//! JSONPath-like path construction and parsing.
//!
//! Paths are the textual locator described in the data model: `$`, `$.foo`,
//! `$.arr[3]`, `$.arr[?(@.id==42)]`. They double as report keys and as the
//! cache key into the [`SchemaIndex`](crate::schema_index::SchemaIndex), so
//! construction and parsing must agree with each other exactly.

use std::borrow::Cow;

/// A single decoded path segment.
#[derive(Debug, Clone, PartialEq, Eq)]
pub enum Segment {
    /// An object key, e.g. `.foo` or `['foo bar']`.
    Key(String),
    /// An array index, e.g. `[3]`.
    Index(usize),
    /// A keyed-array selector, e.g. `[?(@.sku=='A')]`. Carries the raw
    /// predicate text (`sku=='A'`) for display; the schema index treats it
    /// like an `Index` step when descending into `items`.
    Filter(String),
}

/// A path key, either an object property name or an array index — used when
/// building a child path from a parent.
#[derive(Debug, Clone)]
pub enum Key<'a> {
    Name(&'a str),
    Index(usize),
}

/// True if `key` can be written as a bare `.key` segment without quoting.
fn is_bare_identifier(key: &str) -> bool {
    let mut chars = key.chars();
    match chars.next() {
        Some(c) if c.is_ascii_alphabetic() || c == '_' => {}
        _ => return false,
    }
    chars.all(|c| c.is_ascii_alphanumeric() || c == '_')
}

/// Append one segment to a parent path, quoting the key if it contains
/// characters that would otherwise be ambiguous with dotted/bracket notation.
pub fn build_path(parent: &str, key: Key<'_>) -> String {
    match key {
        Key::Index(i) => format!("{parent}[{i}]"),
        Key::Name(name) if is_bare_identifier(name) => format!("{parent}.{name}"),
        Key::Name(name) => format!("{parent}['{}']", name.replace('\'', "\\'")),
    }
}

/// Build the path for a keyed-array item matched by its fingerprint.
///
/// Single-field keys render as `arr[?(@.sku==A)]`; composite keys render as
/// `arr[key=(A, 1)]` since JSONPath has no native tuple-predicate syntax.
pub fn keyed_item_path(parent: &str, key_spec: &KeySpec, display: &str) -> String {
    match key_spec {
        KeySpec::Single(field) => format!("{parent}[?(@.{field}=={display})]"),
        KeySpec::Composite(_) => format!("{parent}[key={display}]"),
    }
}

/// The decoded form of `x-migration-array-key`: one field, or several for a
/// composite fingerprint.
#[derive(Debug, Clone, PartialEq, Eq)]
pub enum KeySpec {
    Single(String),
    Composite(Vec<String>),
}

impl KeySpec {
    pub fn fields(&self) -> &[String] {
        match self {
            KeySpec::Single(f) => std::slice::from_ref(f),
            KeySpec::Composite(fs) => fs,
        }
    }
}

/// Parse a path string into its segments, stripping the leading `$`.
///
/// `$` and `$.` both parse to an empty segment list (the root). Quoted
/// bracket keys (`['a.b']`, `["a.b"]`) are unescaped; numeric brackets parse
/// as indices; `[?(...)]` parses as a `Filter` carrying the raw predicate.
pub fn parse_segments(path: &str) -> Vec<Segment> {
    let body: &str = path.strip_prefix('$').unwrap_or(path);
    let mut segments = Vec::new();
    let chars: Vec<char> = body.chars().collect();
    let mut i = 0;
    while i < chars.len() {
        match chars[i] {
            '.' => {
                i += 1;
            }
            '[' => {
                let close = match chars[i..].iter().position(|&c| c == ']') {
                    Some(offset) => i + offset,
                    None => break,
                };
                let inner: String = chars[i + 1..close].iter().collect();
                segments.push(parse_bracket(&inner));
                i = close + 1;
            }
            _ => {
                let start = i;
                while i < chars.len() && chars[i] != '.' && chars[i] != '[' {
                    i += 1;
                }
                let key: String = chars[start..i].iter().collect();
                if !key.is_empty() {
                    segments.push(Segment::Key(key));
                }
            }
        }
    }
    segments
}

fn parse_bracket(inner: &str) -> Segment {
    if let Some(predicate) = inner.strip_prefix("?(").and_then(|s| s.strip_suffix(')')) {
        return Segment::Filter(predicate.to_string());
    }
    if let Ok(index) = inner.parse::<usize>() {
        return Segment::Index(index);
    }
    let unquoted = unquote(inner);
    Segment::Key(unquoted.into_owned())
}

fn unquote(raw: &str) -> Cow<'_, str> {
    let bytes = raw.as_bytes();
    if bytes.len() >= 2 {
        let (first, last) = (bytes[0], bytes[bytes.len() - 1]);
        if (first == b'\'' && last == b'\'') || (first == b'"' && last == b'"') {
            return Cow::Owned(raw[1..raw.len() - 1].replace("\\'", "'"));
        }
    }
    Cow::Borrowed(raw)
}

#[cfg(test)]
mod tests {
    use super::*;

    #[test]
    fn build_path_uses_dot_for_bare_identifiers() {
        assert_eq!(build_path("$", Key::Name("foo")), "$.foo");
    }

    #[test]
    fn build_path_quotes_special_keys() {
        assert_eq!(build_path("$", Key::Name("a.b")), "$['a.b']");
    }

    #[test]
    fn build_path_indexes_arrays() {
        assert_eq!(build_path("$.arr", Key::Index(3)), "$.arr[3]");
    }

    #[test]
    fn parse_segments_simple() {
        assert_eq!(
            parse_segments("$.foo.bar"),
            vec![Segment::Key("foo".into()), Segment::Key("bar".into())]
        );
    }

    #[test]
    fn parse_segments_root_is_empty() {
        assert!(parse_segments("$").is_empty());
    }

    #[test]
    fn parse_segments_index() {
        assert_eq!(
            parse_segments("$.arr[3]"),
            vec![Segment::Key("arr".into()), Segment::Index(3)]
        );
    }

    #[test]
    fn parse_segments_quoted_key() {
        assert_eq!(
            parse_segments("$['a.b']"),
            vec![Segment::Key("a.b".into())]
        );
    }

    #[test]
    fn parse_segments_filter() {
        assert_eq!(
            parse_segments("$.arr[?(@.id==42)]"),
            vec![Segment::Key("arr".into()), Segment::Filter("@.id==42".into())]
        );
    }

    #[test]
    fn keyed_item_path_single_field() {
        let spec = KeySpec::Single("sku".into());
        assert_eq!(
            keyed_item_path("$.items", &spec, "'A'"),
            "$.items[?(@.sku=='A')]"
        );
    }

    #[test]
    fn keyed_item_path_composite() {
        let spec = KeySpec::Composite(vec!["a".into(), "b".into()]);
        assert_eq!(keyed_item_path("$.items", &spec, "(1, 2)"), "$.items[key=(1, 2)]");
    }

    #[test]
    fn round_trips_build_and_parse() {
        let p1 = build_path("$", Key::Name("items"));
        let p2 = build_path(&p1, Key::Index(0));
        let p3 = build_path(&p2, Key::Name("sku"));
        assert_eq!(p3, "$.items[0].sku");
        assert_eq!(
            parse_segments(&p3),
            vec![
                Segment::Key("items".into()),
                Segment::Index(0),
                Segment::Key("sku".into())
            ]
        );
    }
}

----

◆ **Directions**
Every line above that holds the word "predicate" should be copied out.

◆ **Expected answer**
    /// predicate text (`sku=='A'`) for display; the schema index treats it
/// `arr[key=(A, 1)]` since JSONPath has no native tuple-predicate syntax.
/// as indices; `[?(...)]` parses as a `Filter` carrying the raw predicate.
    if let Some(predicate) = inner.strip_prefix("?(").and_then(|s| s.strip_suffix(')')) {
        return Segment::Filter(predicate.to_string());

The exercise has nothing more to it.